PROBLEM STATEMENT: Make a word-for-word copy of the entries below from their first line through the line with "let settings = settings::Settings::new()?;", and add nothing.

TASK DATA:
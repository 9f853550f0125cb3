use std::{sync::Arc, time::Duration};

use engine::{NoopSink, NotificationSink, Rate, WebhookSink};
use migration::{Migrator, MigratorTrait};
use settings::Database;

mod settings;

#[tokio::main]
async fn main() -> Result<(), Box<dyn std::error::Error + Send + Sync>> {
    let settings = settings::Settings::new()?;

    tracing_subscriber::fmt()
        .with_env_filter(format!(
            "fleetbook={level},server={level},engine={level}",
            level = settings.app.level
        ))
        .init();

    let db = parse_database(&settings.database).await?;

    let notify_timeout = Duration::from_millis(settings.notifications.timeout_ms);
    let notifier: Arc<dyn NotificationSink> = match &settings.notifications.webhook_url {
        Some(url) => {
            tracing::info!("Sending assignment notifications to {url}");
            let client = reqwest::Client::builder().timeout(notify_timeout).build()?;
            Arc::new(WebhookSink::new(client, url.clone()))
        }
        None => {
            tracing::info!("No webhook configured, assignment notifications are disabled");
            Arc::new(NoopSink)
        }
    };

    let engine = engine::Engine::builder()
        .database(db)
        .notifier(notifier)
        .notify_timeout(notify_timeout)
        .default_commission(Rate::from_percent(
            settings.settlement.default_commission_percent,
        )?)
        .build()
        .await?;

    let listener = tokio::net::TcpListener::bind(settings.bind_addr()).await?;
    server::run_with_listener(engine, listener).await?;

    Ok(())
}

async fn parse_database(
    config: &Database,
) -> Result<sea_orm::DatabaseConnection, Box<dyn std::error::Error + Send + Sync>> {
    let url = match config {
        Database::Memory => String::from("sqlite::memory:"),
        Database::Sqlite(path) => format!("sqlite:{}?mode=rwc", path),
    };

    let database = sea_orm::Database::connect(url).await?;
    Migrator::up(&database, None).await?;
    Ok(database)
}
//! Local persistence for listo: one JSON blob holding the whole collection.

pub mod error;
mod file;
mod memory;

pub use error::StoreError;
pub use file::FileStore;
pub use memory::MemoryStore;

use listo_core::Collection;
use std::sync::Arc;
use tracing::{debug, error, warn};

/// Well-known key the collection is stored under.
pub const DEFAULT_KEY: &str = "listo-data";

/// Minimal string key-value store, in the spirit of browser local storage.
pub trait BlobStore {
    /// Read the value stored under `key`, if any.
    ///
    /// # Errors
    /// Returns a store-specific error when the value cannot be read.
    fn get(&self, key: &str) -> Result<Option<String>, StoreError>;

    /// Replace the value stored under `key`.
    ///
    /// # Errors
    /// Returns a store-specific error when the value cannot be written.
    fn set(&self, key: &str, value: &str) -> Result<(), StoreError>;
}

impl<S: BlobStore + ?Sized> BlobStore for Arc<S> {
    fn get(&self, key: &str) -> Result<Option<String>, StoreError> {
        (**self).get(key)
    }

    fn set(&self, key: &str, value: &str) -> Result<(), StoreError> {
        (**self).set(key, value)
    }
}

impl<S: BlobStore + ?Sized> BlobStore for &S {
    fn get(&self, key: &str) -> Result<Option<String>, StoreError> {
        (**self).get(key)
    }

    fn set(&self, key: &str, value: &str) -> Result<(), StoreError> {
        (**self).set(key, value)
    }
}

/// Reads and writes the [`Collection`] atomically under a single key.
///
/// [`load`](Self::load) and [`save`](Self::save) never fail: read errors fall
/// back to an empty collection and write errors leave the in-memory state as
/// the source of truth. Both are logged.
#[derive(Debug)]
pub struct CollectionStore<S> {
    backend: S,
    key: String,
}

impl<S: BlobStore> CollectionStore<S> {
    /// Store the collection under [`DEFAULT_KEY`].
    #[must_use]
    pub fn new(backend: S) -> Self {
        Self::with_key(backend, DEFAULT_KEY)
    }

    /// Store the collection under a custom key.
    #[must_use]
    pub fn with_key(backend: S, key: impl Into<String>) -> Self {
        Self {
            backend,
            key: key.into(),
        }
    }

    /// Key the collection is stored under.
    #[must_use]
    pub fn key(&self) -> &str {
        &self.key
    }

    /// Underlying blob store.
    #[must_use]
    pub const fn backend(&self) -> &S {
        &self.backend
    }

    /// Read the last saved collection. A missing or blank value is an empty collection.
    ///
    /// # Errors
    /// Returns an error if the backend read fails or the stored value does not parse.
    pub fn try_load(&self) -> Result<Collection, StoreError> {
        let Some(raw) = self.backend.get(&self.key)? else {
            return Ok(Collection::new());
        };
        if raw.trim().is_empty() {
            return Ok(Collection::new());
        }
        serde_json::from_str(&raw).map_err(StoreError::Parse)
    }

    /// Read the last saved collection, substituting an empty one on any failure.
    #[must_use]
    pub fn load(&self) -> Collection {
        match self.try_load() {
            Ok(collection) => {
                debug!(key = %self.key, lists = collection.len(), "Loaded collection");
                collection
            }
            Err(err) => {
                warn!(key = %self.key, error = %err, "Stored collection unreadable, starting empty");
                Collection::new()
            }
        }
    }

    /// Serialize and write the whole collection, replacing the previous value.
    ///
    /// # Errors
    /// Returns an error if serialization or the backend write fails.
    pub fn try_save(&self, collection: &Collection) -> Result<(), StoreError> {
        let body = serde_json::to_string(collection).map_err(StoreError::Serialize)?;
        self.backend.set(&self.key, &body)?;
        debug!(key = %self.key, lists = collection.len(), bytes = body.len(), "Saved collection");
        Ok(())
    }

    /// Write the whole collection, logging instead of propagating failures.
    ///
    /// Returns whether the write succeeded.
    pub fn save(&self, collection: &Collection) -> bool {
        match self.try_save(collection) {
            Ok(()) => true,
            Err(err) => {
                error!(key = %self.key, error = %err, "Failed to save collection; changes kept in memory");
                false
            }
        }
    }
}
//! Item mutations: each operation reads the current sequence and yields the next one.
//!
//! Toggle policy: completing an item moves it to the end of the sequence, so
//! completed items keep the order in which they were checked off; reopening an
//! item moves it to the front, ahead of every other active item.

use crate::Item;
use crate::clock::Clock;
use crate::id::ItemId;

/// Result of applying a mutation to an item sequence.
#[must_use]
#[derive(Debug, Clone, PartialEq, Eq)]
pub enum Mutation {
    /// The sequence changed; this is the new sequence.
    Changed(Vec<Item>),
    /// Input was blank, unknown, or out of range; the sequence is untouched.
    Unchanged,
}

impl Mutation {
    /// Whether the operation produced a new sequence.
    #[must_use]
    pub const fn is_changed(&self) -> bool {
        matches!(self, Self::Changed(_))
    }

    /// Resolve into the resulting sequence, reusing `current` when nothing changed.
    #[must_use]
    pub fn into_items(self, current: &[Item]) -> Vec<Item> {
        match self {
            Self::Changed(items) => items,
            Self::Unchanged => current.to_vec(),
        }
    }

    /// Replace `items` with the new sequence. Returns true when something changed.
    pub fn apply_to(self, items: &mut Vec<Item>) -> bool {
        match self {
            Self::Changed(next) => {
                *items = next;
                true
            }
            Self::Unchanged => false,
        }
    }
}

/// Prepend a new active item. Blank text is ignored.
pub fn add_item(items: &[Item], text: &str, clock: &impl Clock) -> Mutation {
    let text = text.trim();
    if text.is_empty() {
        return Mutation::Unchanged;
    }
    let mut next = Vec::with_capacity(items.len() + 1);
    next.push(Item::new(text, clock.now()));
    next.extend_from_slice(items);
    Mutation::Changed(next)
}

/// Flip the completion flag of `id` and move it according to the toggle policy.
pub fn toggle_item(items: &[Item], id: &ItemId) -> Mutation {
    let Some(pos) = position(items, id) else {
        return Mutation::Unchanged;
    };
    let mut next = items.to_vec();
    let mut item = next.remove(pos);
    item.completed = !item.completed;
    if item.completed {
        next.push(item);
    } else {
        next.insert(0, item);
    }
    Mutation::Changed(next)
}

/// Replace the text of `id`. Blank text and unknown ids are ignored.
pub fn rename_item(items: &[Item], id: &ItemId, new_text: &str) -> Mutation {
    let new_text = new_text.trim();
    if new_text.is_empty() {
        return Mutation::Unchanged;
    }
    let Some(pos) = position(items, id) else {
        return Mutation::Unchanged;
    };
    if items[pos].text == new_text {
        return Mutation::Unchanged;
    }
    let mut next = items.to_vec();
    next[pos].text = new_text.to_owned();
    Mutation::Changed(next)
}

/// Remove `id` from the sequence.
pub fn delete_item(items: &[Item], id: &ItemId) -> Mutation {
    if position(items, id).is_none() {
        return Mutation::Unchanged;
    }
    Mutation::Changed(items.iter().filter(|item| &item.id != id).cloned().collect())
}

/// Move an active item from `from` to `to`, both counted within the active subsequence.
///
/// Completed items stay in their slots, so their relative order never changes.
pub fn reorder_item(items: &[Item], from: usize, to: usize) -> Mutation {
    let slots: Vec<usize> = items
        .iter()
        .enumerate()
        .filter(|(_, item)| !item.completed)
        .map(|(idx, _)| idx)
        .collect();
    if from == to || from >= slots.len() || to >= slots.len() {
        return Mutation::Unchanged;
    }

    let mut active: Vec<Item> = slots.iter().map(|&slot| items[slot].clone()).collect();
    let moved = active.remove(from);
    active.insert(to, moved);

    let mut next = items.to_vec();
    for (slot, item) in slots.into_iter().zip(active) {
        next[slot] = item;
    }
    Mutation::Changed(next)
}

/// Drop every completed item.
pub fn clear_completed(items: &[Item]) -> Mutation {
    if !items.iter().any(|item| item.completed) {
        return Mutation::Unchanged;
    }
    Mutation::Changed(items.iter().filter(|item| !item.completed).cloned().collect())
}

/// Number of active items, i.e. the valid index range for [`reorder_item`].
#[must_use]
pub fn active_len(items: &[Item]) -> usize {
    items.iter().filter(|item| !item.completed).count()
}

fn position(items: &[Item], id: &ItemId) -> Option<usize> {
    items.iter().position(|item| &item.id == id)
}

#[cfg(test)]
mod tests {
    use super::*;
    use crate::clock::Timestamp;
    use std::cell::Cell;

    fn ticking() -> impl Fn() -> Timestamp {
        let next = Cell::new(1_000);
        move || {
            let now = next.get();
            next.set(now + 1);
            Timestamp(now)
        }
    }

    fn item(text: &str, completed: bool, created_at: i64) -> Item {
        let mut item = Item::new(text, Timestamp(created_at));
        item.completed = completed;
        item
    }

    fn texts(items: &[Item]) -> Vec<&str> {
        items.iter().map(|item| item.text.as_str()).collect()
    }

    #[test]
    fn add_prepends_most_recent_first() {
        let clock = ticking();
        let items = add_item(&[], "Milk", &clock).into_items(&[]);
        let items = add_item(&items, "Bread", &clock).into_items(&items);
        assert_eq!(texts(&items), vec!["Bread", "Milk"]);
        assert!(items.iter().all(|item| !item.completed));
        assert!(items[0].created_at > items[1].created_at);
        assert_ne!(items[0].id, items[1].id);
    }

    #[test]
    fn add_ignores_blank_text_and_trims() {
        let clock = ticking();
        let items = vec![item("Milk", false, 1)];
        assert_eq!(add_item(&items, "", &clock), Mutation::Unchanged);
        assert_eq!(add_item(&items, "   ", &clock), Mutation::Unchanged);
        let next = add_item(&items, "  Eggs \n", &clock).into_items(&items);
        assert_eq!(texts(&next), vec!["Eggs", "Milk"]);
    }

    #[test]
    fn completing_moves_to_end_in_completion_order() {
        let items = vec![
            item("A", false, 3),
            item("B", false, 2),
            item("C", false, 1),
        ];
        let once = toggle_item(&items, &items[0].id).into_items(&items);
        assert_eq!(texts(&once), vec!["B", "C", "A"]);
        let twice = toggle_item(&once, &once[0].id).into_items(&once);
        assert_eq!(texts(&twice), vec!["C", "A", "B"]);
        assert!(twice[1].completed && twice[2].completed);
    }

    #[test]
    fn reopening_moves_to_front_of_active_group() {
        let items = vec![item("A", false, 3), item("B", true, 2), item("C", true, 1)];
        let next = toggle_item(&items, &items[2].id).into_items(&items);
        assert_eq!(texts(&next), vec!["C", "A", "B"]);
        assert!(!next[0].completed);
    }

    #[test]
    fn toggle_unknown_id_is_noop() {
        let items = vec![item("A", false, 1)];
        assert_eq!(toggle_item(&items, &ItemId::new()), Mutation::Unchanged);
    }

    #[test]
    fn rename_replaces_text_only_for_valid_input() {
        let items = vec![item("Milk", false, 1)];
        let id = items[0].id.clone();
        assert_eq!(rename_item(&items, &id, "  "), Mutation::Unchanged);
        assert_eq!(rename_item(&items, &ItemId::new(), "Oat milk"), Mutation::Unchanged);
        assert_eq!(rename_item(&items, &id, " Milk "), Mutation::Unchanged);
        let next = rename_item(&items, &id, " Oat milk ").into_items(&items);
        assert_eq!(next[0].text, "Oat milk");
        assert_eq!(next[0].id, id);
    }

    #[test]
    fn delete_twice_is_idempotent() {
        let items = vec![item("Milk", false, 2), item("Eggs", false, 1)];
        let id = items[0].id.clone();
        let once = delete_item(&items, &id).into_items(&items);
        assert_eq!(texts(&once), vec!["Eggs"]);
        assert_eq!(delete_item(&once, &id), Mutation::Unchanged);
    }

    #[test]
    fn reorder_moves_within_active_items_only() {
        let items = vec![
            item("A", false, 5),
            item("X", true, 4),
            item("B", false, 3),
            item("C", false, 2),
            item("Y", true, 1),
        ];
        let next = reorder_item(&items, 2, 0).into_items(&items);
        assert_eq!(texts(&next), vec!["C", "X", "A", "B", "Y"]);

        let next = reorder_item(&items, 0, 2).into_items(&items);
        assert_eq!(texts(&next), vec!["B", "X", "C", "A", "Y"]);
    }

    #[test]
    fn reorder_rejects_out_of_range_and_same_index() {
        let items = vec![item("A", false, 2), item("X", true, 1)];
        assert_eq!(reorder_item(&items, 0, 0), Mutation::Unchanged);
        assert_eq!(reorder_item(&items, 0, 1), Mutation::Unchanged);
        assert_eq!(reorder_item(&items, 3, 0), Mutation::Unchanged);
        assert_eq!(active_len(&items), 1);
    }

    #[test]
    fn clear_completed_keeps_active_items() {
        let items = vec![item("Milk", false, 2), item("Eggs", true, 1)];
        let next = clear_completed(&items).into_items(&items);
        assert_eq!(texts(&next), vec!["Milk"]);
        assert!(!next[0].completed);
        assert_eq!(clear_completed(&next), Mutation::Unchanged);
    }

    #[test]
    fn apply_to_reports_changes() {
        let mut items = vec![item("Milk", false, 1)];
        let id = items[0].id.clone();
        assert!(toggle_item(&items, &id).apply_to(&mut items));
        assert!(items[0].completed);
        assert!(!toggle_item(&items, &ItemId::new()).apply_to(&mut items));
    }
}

RESULT BELOW:
repository 9f853550f0125cb3
use std::{sync::Arc, time::Duration};

use engine::{NoopSink, NotificationSink, Rate, WebhookSink};
use migration::{Migrator, MigratorTrait};
use settings::Database;

mod settings;

#[tokio::main]
async fn main() -> Result<(), Box<dyn std::error::Error + Send + Sync>> {
    let settings = settings::Settings::new()?;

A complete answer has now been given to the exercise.